What the task requires:
If a line in the records below contains the word "RefCell", copy it.

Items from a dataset

-*-

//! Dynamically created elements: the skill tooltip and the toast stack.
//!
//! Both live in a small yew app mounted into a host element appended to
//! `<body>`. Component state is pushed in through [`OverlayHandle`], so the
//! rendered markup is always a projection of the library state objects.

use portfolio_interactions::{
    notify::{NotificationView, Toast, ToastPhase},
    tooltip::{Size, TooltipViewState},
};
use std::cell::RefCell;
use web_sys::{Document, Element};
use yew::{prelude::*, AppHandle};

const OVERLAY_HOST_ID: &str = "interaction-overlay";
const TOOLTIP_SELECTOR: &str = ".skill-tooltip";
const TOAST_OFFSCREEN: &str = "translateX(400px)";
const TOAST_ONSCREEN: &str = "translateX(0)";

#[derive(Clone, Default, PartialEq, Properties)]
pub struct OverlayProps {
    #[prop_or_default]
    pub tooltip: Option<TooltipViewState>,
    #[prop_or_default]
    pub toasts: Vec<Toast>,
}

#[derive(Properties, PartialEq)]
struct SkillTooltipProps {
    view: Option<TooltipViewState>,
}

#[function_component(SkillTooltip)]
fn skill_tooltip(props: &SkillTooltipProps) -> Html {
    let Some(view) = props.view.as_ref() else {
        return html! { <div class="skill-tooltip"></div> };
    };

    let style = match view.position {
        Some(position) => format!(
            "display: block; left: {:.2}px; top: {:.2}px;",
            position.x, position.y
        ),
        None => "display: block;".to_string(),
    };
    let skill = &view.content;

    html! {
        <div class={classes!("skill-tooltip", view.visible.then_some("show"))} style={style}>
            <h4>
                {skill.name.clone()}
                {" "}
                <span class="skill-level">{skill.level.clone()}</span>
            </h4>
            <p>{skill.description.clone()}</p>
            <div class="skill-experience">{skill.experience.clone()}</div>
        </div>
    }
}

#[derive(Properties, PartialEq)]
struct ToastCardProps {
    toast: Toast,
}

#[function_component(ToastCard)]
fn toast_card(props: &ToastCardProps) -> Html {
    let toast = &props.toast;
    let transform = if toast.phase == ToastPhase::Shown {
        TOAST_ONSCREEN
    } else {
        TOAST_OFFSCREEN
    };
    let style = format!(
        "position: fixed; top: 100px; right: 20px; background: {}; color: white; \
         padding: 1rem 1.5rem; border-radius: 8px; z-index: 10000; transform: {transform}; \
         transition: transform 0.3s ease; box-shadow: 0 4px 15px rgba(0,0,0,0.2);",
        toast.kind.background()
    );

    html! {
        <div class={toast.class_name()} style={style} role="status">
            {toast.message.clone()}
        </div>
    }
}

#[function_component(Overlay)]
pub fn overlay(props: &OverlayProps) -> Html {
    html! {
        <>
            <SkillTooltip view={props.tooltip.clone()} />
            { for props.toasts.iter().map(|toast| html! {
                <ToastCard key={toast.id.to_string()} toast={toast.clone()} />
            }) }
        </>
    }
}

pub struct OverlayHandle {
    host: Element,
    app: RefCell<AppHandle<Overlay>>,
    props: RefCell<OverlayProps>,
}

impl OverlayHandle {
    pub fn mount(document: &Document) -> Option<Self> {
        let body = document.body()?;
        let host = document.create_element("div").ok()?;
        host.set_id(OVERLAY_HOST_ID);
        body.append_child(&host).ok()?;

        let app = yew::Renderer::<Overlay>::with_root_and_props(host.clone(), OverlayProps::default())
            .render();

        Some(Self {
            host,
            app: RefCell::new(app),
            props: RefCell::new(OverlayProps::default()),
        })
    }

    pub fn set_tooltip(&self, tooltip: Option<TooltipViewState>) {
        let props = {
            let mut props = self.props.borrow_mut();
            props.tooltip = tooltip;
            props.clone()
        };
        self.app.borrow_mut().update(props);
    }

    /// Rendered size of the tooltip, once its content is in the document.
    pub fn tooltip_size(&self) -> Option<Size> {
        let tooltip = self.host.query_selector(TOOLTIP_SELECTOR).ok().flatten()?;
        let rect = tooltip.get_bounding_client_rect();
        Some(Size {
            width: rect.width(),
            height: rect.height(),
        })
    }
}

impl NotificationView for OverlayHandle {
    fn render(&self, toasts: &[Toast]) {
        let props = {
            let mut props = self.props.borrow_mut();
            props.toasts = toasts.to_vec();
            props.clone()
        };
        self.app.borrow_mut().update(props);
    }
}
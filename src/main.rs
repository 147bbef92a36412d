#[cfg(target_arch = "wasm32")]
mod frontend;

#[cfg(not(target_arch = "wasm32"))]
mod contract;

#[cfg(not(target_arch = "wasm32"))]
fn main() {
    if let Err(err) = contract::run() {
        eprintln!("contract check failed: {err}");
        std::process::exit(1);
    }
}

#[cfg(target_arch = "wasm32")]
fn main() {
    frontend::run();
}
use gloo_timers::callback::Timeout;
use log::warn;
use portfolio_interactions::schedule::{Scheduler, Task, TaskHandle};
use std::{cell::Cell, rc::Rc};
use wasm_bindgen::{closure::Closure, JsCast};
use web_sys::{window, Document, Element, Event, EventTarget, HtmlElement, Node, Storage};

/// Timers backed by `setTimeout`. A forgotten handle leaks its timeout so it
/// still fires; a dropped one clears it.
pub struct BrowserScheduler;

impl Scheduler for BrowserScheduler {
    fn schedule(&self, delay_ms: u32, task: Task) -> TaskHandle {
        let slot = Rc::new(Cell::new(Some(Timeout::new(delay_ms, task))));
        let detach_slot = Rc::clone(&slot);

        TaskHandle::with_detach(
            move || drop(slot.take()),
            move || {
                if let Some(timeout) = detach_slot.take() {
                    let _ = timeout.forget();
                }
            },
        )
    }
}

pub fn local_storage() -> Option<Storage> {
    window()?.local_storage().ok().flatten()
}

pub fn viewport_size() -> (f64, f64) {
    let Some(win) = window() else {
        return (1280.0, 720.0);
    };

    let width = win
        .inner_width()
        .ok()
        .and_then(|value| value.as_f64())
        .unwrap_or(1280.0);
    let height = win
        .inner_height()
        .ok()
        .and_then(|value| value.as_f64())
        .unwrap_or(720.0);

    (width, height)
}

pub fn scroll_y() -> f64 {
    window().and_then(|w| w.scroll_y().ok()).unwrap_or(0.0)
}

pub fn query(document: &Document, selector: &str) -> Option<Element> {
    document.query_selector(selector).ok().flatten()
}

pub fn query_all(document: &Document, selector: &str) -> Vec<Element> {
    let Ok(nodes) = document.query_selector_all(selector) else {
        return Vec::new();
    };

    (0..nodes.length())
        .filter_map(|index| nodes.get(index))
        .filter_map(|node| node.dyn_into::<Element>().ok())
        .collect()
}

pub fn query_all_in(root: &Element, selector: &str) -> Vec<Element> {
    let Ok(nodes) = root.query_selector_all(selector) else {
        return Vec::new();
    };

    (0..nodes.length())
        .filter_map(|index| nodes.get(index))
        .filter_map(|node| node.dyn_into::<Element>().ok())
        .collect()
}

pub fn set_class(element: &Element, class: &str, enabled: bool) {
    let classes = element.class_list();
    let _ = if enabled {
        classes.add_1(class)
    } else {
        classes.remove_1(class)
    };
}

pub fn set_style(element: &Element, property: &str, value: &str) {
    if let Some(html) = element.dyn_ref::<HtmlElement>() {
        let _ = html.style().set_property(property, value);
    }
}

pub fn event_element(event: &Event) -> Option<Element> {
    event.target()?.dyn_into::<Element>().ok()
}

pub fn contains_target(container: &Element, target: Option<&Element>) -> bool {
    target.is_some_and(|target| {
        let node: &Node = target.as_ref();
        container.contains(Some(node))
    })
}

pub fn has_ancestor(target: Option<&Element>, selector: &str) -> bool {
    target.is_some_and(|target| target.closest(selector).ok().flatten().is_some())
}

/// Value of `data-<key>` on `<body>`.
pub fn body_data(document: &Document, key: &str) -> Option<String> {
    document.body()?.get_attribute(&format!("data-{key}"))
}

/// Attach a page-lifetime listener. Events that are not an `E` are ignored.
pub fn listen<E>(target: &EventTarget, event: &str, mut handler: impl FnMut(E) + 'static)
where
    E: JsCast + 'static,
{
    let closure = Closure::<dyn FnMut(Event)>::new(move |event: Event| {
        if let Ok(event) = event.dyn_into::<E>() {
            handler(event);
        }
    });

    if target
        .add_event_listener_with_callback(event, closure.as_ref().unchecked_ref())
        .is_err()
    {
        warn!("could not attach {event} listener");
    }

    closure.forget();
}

-*-

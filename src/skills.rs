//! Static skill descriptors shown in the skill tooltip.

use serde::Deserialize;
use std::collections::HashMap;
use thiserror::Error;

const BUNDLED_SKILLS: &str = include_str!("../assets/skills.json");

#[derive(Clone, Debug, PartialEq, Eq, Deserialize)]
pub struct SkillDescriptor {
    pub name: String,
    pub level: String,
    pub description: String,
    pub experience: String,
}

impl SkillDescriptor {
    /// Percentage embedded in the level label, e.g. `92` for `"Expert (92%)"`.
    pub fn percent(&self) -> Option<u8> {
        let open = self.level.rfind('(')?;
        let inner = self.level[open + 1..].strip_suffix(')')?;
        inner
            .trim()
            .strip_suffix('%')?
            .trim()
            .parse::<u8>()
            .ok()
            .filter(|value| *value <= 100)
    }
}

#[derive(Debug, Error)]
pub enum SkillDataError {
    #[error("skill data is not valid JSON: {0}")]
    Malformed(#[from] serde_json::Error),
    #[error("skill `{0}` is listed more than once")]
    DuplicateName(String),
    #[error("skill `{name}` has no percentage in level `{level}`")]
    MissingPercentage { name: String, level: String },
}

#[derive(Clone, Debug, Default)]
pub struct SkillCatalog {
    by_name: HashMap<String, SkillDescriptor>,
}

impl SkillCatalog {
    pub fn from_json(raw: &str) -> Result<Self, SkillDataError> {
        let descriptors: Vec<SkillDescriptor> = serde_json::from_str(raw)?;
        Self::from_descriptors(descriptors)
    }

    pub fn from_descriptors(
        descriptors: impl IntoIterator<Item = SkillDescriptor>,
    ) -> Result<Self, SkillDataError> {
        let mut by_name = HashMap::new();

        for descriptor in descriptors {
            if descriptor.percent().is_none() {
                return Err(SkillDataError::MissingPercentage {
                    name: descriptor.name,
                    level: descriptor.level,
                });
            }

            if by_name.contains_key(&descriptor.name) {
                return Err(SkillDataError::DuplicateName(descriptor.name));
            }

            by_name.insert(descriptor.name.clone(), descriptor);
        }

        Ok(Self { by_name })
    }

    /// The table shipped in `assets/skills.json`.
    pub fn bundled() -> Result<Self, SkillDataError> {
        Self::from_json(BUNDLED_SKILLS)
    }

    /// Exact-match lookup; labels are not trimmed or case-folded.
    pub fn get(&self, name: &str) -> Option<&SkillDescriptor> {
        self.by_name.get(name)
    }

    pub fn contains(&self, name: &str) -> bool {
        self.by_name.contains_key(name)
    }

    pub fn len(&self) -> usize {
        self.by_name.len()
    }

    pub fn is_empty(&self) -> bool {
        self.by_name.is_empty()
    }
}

-*-

Solution:
use std::cell::RefCell;
    app: RefCell<AppHandle<Overlay>>,
    props: RefCell<OverlayProps>,
            app: RefCell::new(app),
            props: RefCell::new(OverlayProps::default()),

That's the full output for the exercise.